It was a year ago this week that the Evening Standard became a free newspaper, when overnight the cry of the newspaper seller ceased for ever upon the London streets. So I was especially touched to come across Phil Maxwell’s sympathetic pictures of this once familiar sight, published on his daily blog yesterday.

With a panoply of unlikely yet memorable posts about beggars and bubblegum machines, hawkers, hoodies, skateboarders, trolley ladies, and people carrying chairs and wheeling tyres – all witnessed by Maxwell’s superlative photographs – this endeavour is developing into a compelling panorama of the East End over the past thirty years. He dignifies his subjects through compassionate unsentimental observation, taking those who might otherwise be perceived as ‘marginal’ and creating images that place these people where they truly exist, at the centre of life’s drama.
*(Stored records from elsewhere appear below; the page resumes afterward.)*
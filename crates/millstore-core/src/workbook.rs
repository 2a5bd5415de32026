//! The xlsx file behind the store.
//!
//! Reads always load the whole file into memory before anything is decoded.
//! Writes serialize the whole workbook into a temporary file next to the
//! target and rename it into place, so readers see the old file or the new
//! one and never a half-written mix.

use crate::error::{Result, StoreError};
use millstore_tables::{CellValue, Table};
use std::path::{Path, PathBuf};
use tempfile::NamedTempFile;
use umya_spreadsheet::{CellRawValue, Spreadsheet, Worksheet};

/// Location of the backing workbook.
#[derive(Clone, Debug)]
pub struct WorkbookFile {
    path: PathBuf,
}

impl WorkbookFile {
    pub fn new(path: impl Into<PathBuf>) -> WorkbookFile {
        WorkbookFile { path: path.into() }
    }

    pub fn path(&self) -> &Path {
        &self.path
    }

    pub fn exists(&self) -> bool {
        self.path.exists()
    }

    /// Load a complete in-memory copy of the workbook.
    pub fn snapshot(&self) -> Result<Spreadsheet> {
        umya_spreadsheet::reader::xlsx::read(&self.path).map_err(|e| StoreError::StorageUnreadable {
            path: self.path.clone(),
            message: e.to_string(),
        })
    }

    /// Serialize `book` next to the target without touching the target yet.
    pub fn stage(&self, book: &Spreadsheet) -> Result<StagedWrite> {
        let dir = match self.path.parent() {
            Some(p) if !p.as_os_str().is_empty() => p,
            _ => Path::new("."),
        };
        let mut tmp = NamedTempFile::new_in(dir)?;
        umya_spreadsheet::writer::xlsx::write_writer(book, tmp.as_file_mut()).map_err(|e| {
            StoreError::StorageUnreadable {
                path: self.path.clone(),
                message: e.to_string(),
            }
        })?;
        tmp.as_file().sync_all()?;
        Ok(StagedWrite {
            tmp,
            target: self.path.clone(),
        })
    }

    /// Stage and commit in one step.
    pub fn save(&self, book: &Spreadsheet) -> Result<()> {
        self.stage(book)?.commit()
    }

    /// Create the workbook with the given empty sheets if the file is absent.
    /// Returns whether a file was created.
    pub fn create_if_missing(&self, sheet_names: &[&str]) -> Result<bool> {
        if self.exists() {
            return Ok(false);
        }
        let mut book = umya_spreadsheet::new_file_empty_worksheet();
        for name in sheet_names {
            book.new_sheet(*name).map_err(|e| StoreError::StorageUnreadable {
                path: self.path.clone(),
                message: format!("cannot create sheet {name:?}: {e}"),
            })?;
        }
        self.save(&book)?;
        Ok(true)
    }
}

/// A fully written temporary copy of the workbook waiting to replace the target.
///
/// Dropping it without calling [`StagedWrite::commit`] discards the write and
/// leaves the target as it was.
#[derive(Debug)]
pub struct StagedWrite {
    tmp: NamedTempFile,
    target: PathBuf,
}

impl StagedWrite {
    pub fn commit(self) -> Result<()> {
        self.tmp.persist(&self.target).map_err(|e| StoreError::Io(e.error))?;
        Ok(())
    }
}

pub fn require_sheet<'a>(book: &'a Spreadsheet, name: &str) -> Result<&'a Worksheet> {
    book.get_sheet_by_name(name)
        .ok_or_else(|| StoreError::MissingTable(name.to_string()))
}

pub fn require_sheet_mut<'a>(book: &'a mut Spreadsheet, name: &str) -> Result<&'a mut Worksheet> {
    book.get_sheet_by_name_mut(name)
        .ok_or_else(|| StoreError::MissingTable(name.to_string()))
}

/// Highest populated `(col, row)`, 1-indexed; `(0, 0)` for a sheet with no cells.
pub fn used_extent(ws: &Worksheet) -> (u32, u32) {
    ws.get_cell_collection()
        .iter()
        .fold((0u32, 0u32), |(max_c, max_r), cell| {
            let coord = cell.get_coordinate();
            (max_c.max(*coord.get_col_num()), max_r.max(*coord.get_row_num()))
        })
}

/// Read the used extent of a sheet as a dense table (row 1 is the header).
pub fn read_table(ws: &Worksheet) -> Table {
    let (max_col, max_row) = used_extent(ws);
    let mut rows = vec![vec![CellValue::Empty; max_col as usize]; max_row as usize];
    for cell in ws.get_cell_collection() {
        let coord = cell.get_coordinate();
        let col = *coord.get_col_num() as usize;
        let row = *coord.get_row_num() as usize;
        if col == 0 || row == 0 {
            continue;
        }
        rows[row - 1][col - 1] = convert_cell(cell.get_cell_value());
    }
    Table::new(rows)
}

/// One cell as a [`CellValue`]; cells that were never written are empty.
pub fn cell_value(ws: &Worksheet, col: u32, row: u32) -> CellValue {
    ws.get_cell((col, row))
        .map(|c| convert_cell(c.get_cell_value()))
        .unwrap_or_default()
}

fn convert_cell(cv: &umya_spreadsheet::CellValue) -> CellValue {
    let raw = cv.get_raw_value();
    if raw.is_empty() {
        return CellValue::Empty;
    }
    match raw {
        CellRawValue::Numeric(n) => CellValue::Number(*n),
        CellRawValue::Bool(b) => CellValue::Bool(*b),
        CellRawValue::String(s) => text_or_empty(s.to_string()),
        CellRawValue::RichText(rt) => text_or_empty(rt.get_text().to_string()),
        CellRawValue::Lazy(s) => text_or_empty(s.to_string()),
        CellRawValue::Error(_) => CellValue::Text(cv.get_value().to_string()),
        CellRawValue::Empty => CellValue::Empty,
    }
}

fn text_or_empty(s: String) -> CellValue {
    if s.is_empty() {
        CellValue::Empty
    } else {
        CellValue::Text(s)
    }
}

/// Write a text cell. Empty text leaves the cell untouched.
pub fn set_text(ws: &mut Worksheet, col: u32, row: u32, value: &str) {
    if value.is_empty() {
        return;
    }
    ws.get_cell_mut((col, row)).set_value_string(value);
}


#[cfg(test)]
mod tests {
    use super::fixtures::*;
    use super::*;

    #[test]
    fn test_create_if_missing_creates_once() {
        let dir = tempfile::tempdir().unwrap();
        let file = WorkbookFile::new(dir.path().join("w.xlsx"));
        assert!(file.create_if_missing(&["map", "test"]).unwrap());
        assert!(!file.create_if_missing(&["map", "test"]).unwrap());

        let book = file.snapshot().unwrap();
        assert!(require_sheet(&book, "map").is_ok());
        assert!(require_sheet(&book, "test").is_ok());
        assert!(matches!(
            require_sheet(&book, "goods_sheet"),
            Err(StoreError::MissingTable(name)) if name == "goods_sheet"
        ));
    }

    #[test]
    fn test_missing_file_is_unreadable() {
        let dir = tempfile::tempdir().unwrap();
        let file = WorkbookFile::new(dir.path().join("absent.xlsx"));
        let err = file.snapshot().unwrap_err();
        assert_eq!(err.kind(), "StorageUnreadable");
    }

    #[test]
    fn test_corrupt_file_is_unreadable() {
        let dir = tempfile::tempdir().unwrap();
        let path = dir.path().join("broken.xlsx");
        std::fs::write(&path, b"not a zip archive").unwrap();
        let err = WorkbookFile::new(&path).snapshot().unwrap_err();
        assert!(matches!(err, StoreError::StorageUnreadable { .. }));
    }

    #[test]
    fn test_read_table_is_dense_and_typed() {
        let mut book = book_with(&["t"]);
        let ws = book.get_sheet_by_name_mut("t").unwrap();
        fill(ws, &[&["h1", "h2"], &["a"]]);
        ws.get_cell_mut((3, 3)).set_value_number(4.0);

        let table = read_table(require_sheet(&book, "t").unwrap());
        assert_eq!(table.rows.len(), 3);
        assert!(table.rows.iter().all(|r| r.len() == 3));
        assert_eq!(table.rows[0][0], CellValue::text("h1"));
        assert_eq!(table.rows[1][1], CellValue::Empty);
        assert_eq!(table.rows[2][2], CellValue::Number(4.0));
    }

    #[test]
    fn test_empty_sheet_has_no_extent() {
        let book = book_with(&["t"]);
        let ws = require_sheet(&book, "t").unwrap();
        assert_eq!(used_extent(ws), (0, 0));
        assert!(read_table(ws).is_empty());
    }

    #[test]
    fn test_uncommitted_stage_leaves_file_intact() {
        let dir = tempfile::tempdir().unwrap();
        let file = WorkbookFile::new(dir.path().join("w.xlsx"));
        file.create_if_missing(&["t"]).unwrap();

        let mut book = file.snapshot().unwrap();
        set_text(require_sheet_mut(&mut book, "t").unwrap(), 1, 1, "changed");
        let staged = file.stage(&book).unwrap();
        drop(staged);

        let reread = file.snapshot().unwrap();
        assert!(read_table(require_sheet(&reread, "t").unwrap()).is_empty());

        file.stage(&book).unwrap().commit().unwrap();
        let reread = file.snapshot().unwrap();
        let table = read_table(require_sheet(&reread, "t").unwrap());
        assert_eq!(table.rows[0][0], CellValue::text("changed"));
    }

    #[test]
    fn test_stage_leaves_no_stray_files() {
        let dir = tempfile::tempdir().unwrap();
        let file = WorkbookFile::new(dir.path().join("w.xlsx"));
        file.create_if_missing(&["t"]).unwrap();
        drop(file.stage(&file.snapshot().unwrap()).unwrap());
        let entries = std::fs::read_dir(dir.path()).unwrap().count();
        assert_eq!(entries, 1);
    }
}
Always alive to the subtle poetry of humanity, Phil Maxwell has become the pre-eminent recorder of London street life in our day, and I wholeheartedly recommend Playground of an East End Photographer to you.

This lady was a regular feature begging at the entrance to Aldgate East tube station in 1984.

This lady was photographed begging outside the entrance to a newsagent on Whitechapel Rd in 1986.

Newspaper sellers at Whitechapel Station, 1988.

Newspaper sellers at Aldgate East Station, 1987.

Newspaper seller at Aldgate East Station, 1985.

Newspaper seller at Aldgate East Station, 1985.

Newspaper seller at The Birdcage, Columbia Rd, 1987.

Bubblegum machine on Brick Lane, 1984

Bubblegum machine next to a shop entrance in Brick Lane, early nineteen eighties.

Photographs copyright © Phil Maxwell

More pictures by Phil Maxwell

Phil Maxwell, Photographer

The Cat Lady of Spitalfields

Remembering the Cat Lady of Spitalfields

4 Responses leave one →
  1. melbournegirl permalink
    January 3, 2011

    A point of great insight and beauty, gentle author, that those whose lives are seen as marginal, can also be central agents in a living city. Thank you for these words and images.

  2. January 3, 2011

    Thanks so much for directing us back to Phil Maxwell’s wonderful record of the East End

  3. sarah ainslie permalink
    January 10, 2011

    I love Phil Maxwell’s photographs you really feel the intensity of the moment, the photographs don’t have the sense of something grabbed but closely observed, thank you Phil would be lovely to see an exhibition and book of your work.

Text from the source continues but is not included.